§ **Dataset entries**:
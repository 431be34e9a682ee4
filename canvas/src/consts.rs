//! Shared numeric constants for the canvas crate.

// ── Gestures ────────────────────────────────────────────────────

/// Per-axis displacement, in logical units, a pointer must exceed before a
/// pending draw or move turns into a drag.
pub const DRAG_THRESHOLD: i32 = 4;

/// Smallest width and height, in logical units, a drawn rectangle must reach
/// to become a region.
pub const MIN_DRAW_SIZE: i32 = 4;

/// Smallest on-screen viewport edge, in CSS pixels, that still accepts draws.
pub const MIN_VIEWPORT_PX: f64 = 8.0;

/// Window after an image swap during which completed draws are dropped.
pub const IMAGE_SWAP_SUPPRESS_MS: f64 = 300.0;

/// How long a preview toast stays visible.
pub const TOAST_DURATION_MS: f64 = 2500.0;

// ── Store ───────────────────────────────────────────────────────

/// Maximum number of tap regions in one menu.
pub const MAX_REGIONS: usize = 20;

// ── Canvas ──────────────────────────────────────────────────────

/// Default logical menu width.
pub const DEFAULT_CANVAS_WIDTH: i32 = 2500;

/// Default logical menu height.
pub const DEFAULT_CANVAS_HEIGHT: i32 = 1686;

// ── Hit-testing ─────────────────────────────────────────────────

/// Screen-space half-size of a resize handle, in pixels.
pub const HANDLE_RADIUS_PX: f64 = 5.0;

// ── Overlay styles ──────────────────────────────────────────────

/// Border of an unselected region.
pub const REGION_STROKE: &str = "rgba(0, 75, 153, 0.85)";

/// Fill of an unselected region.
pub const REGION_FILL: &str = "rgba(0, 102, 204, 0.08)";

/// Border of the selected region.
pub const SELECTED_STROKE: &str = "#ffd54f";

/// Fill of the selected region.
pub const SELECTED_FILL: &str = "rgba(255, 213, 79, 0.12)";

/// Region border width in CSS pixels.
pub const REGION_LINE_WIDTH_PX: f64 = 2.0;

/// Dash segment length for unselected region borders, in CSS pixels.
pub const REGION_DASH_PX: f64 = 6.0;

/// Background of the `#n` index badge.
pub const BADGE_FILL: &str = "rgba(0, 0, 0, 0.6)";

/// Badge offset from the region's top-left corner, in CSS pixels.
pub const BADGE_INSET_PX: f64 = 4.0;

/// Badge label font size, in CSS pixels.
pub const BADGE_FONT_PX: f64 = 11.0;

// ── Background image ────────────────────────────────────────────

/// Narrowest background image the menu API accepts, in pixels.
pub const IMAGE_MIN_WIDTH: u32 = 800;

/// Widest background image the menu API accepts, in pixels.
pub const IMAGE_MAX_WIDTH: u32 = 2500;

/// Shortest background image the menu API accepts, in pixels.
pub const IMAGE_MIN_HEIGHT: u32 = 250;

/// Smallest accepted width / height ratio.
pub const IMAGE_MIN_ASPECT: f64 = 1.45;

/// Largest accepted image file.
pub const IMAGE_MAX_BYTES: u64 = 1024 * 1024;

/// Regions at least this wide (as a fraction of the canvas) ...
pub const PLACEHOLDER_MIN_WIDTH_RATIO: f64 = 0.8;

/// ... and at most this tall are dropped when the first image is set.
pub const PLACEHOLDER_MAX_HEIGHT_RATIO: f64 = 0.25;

* * *

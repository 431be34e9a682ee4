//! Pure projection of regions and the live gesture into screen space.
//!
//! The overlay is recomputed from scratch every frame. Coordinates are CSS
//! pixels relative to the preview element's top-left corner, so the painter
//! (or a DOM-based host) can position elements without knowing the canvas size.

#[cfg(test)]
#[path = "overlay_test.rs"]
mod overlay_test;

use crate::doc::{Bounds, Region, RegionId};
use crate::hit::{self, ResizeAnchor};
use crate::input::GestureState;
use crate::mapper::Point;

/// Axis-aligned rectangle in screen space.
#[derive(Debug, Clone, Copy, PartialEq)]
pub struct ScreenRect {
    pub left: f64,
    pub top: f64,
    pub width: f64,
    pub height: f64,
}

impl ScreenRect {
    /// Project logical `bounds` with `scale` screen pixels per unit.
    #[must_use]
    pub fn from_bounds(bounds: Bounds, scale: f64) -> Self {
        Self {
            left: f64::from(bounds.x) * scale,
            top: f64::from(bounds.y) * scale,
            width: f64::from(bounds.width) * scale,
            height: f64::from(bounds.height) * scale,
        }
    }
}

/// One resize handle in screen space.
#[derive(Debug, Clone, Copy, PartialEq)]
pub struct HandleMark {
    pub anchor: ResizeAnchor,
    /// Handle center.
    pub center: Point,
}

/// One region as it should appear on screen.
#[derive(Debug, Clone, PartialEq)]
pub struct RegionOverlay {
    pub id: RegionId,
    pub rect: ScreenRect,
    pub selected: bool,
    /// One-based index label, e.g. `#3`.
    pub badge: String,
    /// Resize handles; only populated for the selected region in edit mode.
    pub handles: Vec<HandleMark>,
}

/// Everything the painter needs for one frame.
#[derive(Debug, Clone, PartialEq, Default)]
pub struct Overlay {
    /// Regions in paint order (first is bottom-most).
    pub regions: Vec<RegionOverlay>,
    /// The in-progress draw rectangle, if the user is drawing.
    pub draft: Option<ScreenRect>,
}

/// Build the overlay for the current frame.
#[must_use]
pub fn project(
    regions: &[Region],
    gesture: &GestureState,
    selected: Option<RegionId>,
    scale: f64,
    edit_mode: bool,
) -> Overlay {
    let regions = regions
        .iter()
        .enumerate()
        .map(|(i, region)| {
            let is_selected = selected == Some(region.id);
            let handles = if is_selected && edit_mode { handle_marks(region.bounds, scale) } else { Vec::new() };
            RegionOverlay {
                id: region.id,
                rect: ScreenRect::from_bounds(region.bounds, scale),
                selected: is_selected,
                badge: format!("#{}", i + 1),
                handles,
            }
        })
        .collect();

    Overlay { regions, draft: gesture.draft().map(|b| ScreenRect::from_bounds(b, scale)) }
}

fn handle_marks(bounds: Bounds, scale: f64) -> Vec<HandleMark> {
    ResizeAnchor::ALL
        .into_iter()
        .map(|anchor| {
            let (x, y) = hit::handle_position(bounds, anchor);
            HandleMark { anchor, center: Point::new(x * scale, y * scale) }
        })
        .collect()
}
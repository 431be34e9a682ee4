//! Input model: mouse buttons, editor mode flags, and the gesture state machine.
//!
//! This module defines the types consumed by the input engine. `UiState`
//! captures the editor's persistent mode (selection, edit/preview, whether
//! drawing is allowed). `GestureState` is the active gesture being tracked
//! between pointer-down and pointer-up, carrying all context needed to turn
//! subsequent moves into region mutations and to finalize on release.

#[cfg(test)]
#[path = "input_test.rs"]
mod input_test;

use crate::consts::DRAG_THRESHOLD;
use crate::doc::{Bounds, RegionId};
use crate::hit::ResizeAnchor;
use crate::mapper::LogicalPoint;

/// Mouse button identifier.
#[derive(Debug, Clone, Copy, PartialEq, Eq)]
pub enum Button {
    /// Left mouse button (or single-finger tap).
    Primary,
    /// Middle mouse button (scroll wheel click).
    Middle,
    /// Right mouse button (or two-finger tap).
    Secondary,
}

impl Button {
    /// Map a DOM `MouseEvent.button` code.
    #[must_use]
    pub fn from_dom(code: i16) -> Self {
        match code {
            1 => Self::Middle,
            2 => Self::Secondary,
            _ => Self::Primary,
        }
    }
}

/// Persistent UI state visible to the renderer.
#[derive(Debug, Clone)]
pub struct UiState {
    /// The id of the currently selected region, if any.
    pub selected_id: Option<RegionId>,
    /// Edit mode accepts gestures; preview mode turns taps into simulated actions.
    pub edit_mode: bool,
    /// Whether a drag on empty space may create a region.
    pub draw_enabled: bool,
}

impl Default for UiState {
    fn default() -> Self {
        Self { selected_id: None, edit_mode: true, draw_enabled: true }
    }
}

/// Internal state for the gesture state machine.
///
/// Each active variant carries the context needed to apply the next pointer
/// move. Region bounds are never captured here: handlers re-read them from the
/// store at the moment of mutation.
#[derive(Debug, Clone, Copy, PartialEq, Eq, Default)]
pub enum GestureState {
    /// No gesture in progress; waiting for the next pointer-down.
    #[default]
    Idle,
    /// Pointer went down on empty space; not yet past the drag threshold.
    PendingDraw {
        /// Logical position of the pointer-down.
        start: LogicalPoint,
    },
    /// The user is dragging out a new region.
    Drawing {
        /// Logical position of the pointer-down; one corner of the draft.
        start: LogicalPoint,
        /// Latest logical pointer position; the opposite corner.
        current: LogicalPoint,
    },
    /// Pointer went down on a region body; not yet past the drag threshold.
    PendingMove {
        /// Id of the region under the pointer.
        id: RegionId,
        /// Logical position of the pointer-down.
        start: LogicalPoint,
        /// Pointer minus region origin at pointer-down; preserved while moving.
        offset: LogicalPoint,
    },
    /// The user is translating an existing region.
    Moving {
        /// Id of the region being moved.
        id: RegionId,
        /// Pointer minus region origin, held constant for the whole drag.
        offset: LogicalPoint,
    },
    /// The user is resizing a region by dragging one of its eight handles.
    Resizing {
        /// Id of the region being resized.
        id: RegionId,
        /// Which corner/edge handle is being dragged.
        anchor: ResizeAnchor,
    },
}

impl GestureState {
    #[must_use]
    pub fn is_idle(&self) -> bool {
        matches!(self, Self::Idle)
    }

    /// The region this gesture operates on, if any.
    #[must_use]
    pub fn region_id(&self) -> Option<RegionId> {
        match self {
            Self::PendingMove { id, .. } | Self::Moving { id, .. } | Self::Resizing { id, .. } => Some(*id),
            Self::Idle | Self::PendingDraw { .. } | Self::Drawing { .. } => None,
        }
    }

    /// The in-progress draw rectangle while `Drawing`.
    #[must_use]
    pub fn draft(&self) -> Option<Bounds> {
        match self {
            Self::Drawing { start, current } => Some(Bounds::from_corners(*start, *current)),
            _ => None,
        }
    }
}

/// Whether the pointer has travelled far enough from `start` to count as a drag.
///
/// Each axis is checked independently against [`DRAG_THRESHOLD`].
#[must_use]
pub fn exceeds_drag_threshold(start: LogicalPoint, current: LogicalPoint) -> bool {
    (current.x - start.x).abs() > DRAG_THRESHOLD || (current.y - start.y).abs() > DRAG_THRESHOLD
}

§ **Required work**: Return the span of lines in the data above that opens at the line with "pub const TOAST_DURATION_MS: f64 = 2500.0;" and closes at the line with "Background image ────────────────────────────────────────────", exactly, ends included, nothing else.

§ **Exercise answer**:
pub const TOAST_DURATION_MS: f64 = 2500.0;

// ── Store ───────────────────────────────────────────────────────

/// Maximum number of tap regions in one menu.
pub const MAX_REGIONS: usize = 20;

// ── Canvas ──────────────────────────────────────────────────────

/// Default logical menu width.
pub const DEFAULT_CANVAS_WIDTH: i32 = 2500;

/// Default logical menu height.
pub const DEFAULT_CANVAS_HEIGHT: i32 = 1686;

// ── Hit-testing ─────────────────────────────────────────────────

/// Screen-space half-size of a resize handle, in pixels.
pub const HANDLE_RADIUS_PX: f64 = 5.0;

// ── Overlay styles ──────────────────────────────────────────────

/// Border of an unselected region.
pub const REGION_STROKE: &str = "rgba(0, 75, 153, 0.85)";

/// Fill of an unselected region.
pub const REGION_FILL: &str = "rgba(0, 102, 204, 0.08)";

/// Border of the selected region.
pub const SELECTED_STROKE: &str = "#ffd54f";

/// Fill of the selected region.
pub const SELECTED_FILL: &str = "rgba(255, 213, 79, 0.12)";

/// Region border width in CSS pixels.
pub const REGION_LINE_WIDTH_PX: f64 = 2.0;

/// Dash segment length for unselected region borders, in CSS pixels.
pub const REGION_DASH_PX: f64 = 6.0;

/// Background of the `#n` index badge.
pub const BADGE_FILL: &str = "rgba(0, 0, 0, 0.6)";

/// Badge offset from the region's top-left corner, in CSS pixels.
pub const BADGE_INSET_PX: f64 = 4.0;

/// Badge label font size, in CSS pixels.
pub const BADGE_FONT_PX: f64 = 11.0;

// ── Background image ────────────────────────────────────────────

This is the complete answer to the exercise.